The aroma is if anything even more impressive than ever, with an awesome, bold note of prune and cherry wood which conveys instant nobility. Brighter hints of cedar and balsamic assure that the bar won’t be one-sidededly heavy, either, an impression immediately confirmed by the extraordinary delicacy of the opening flavour: pure strawberries and cream. Suddenly a much more powerful wave of woody and chocolatey surges through – so this bar has both strength and grace. In a bit of a disappointment, it then tapers off into rather flatter earthy with blackberry hints – a more balanced sustain here would be appreciated.

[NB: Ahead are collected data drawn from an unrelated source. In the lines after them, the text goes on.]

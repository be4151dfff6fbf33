//! Sequential execution of tasks with context propagation.

use tracing::{Instrument, error, info, info_span};

use crate::error::{CrewError, Result};
use crate::report::{RunReport, RunStatus};
use crate::task::Task;
use crate::template::Inputs;

/// Placed between prerequisite outputs in a task's context.
pub const CONTEXT_SEPARATOR: &str = "\n\n----------\n\n";

/// The recorded output of one completed task.
#[derive(Debug, Clone, PartialEq, Eq)]
pub struct TaskOutput {
    pub name: String,
    /// Role of the agent that produced it.
    pub agent: String,
    /// The rendered description.
    pub description: String,
    pub raw: String,
}

/// Result of a successful run.
#[derive(Debug, Clone, PartialEq)]
pub struct CrewOutput {
    /// Output of the last task.
    pub raw: String,
    pub tasks_output: Vec<TaskOutput>,
    pub report: RunReport,
}

/// An ordered list of tasks run one at a time.
///
/// ```rust,ignore
/// let crew = Crew::builder().task(find).task(rate).build()?;
/// let inputs = Inputs::from([("topic".to_string(), "medicina".to_string())]);
/// let output = crew.kickoff(&inputs).await?;
/// ```
#[derive(Debug, Clone)]
pub struct Crew {
    tasks: Vec<Task>,
}

#[derive(Debug, Default)]
pub struct CrewBuilder {
    tasks: Vec<Task>,
}

impl CrewBuilder {
    pub fn task(mut self, task: Task) -> Self {
        self.tasks.push(task);
        self
    }

    pub fn tasks(mut self, tasks: impl IntoIterator<Item = Task>) -> Self {
        self.tasks.extend(tasks);
        self
    }

    /// # Errors
    ///
    /// [`CrewError::InvalidArgument`] if there are no tasks, two tasks share
    /// a name, or a task lists a prerequisite that is not an earlier task.
    pub fn build(self) -> Result<Crew> {
        if self.tasks.is_empty() {
            return Err(CrewError::InvalidArgument("a crew needs at least one task".into()));
        }
        for (index, task) in self.tasks.iter().enumerate() {
            let earlier = &self.tasks[..index];
            if earlier.iter().any(|t| t.name() == task.name()) {
                return Err(CrewError::InvalidArgument(format!("duplicate task name '{}'", task.name())));
            }
            for prerequisite in task.context() {
                if !earlier.iter().any(|t| t.name() == prerequisite) {
                    return Err(CrewError::InvalidArgument(format!(
                        "task '{}' depends on '{prerequisite}', which is not an earlier task",
                        task.name()
                    )));
                }
            }
        }
        Ok(Crew { tasks: self.tasks })
    }
}

impl Crew {
    pub fn builder() -> CrewBuilder {
        CrewBuilder::default()
    }

    pub fn tasks(&self) -> &[Task] {
        &self.tasks
    }

    /// Run every task in order.
    ///
    /// All placeholders of all tasks and their agents are checked against
    /// `inputs` before the first task starts.
    ///
    /// # Errors
    ///
    /// - [`CrewError::InvalidArgument`] if an input is missing.
    /// - [`CrewError::TaskFailure`] if a task's model call fails or times
    ///   out; the attached report keeps every completed output.
    pub async fn kickoff(&self, inputs: &Inputs) -> Result<CrewOutput> {
        self.validate_inputs(inputs)?;
        let report = RunReport::new(self.tasks.iter().map(Task::name));
        self.run_from(inputs, report, 0).await
    }

    /// Continue a failed run from the task it stopped at.
    ///
    /// Completed tasks in `report` are not run again; their outputs feed the
    /// remaining tasks as if the run had never stopped.
    ///
    /// # Errors
    ///
    /// [`CrewError::InvalidArgument`] if `report` was produced by a crew with
    /// a different task list, plus everything [`kickoff`](Self::kickoff)
    /// returns.
    pub async fn resume(&self, inputs: &Inputs, mut report: RunReport) -> Result<CrewOutput> {
        let same_tasks = report.tasks.iter().map(|t| t.name.as_str()).eq(self.tasks.iter().map(Task::name));
        if !same_tasks {
            return Err(CrewError::InvalidArgument("run report does not match this crew's tasks".into()));
        }
        self.validate_inputs(inputs)?;

        let start = report.first_incomplete().unwrap_or(self.tasks.len());
        for record in &mut report.tasks[start..] {
            record.reset();
        }
        report.status = RunStatus::InProgress;
        report.finished_at = None;
        info!(run_id = %report.run_id, start, "resuming run");
        self.run_from(inputs, report, start).await
    }

    fn validate_inputs(&self, inputs: &Inputs) -> Result<()> {
        let missing: Vec<String> = self
            .tasks
            .iter()
            .flat_map(move |task| {
                task.placeholders()
                    .chain(task.agent().placeholders())
                    .filter(move |p| !inputs.contains_key(*p))
                    .map(move |p| format!("'{p}' (task '{}')", task.name()))
            })
            .collect();
        if missing.is_empty() {
            Ok(())
        } else {
            Err(CrewError::InvalidArgument(format!("missing inputs: {}", missing.join(", "))))
        }
    }

    /// Concatenated prerequisite outputs, or `None` for a task without prerequisites.
    fn context_for(task: &Task, report: &RunReport) -> Option<String> {
        if task.context().is_empty() {
            return None;
        }
        let outputs: Vec<&str> = task.context().iter().filter_map(|name| report.output(name)).collect();
        Some(outputs.join(CONTEXT_SEPARATOR))
    }

    async fn run_from(&self, inputs: &Inputs, mut report: RunReport, start: usize) -> Result<CrewOutput> {
        let span = info_span!("crew_run", run_id = %report.run_id, tasks = self.tasks.len(), start);
        async move {
            for (index, task) in self.tasks.iter().enumerate().skip(start) {
                let description = task.description().render(inputs)?;
                let expected_output = task.expected_output().render(inputs)?;
                let system = task.agent().system_prompt(inputs)?;
                let context = Self::context_for(task, &report);

                report.tasks[index].start();
                info!(task = %task.name(), index, agent = %task.agent().role(), "task started");

                let task_span = info_span!("task", task = %task.name(), index);
                let result = task
                    .agent()
                    .execute(&system, &description, &expected_output, context.as_deref())
                    .instrument(task_span)
                    .await;

                match result {
                    Ok(output) => {
                        info!(task = %task.name(), index, output_len = output.len(), "task completed");
                        report.tasks[index].complete(output);
                    }
                    Err(source) => {
                        error!(task = %task.name(), index, error = %source, "task failed");
                        report.tasks[index].fail(source.to_string());
                        report.finish(RunStatus::Failed);
                        return Err(CrewError::TaskFailure {
                            task: task.name().to_string(),
                            index,
                            source,
                            report: Box::new(report),
                        });
                    }
                }
            }

            report.finish(RunStatus::Done);
            info!(run_id = %report.run_id, "run completed");
            self.output(inputs, report)
        }
        .instrument(span)
        .await
    }

    fn output(&self, inputs: &Inputs, report: RunReport) -> Result<CrewOutput> {
        let mut tasks_output = Vec::with_capacity(self.tasks.len());
        for (task, record) in self.tasks.iter().zip(&report.tasks) {
            tasks_output.push(TaskOutput {
                name: task.name().to_string(),
                agent: task.agent().rendered_role(inputs)?,
                description: task.description().render(inputs)?,
                raw: record.output.clone().unwrap_or_default(),
            });
        }
        let raw = tasks_output.last().map(|t| t.raw.clone()).unwrap_or_default();
        Ok(CrewOutput { raw, tasks_output, report })
    }
}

Texture is per Cluizel normal, that is to say virtually flawless, the definition of smoothness and silkiness. In this batch Cluizel has again wrung out probably everything there is to reveal in an already impressive origin. The finish flatness is a bit disconcerting, and on this it must be said that older vintages really came into their own with respect to length, but there is nothing here to indicate that this is some sort of a long-term problem, rather, the suspicion is that this is just inevitable batch variation. Cluizel continues to have a worthy chocolate to lead his line.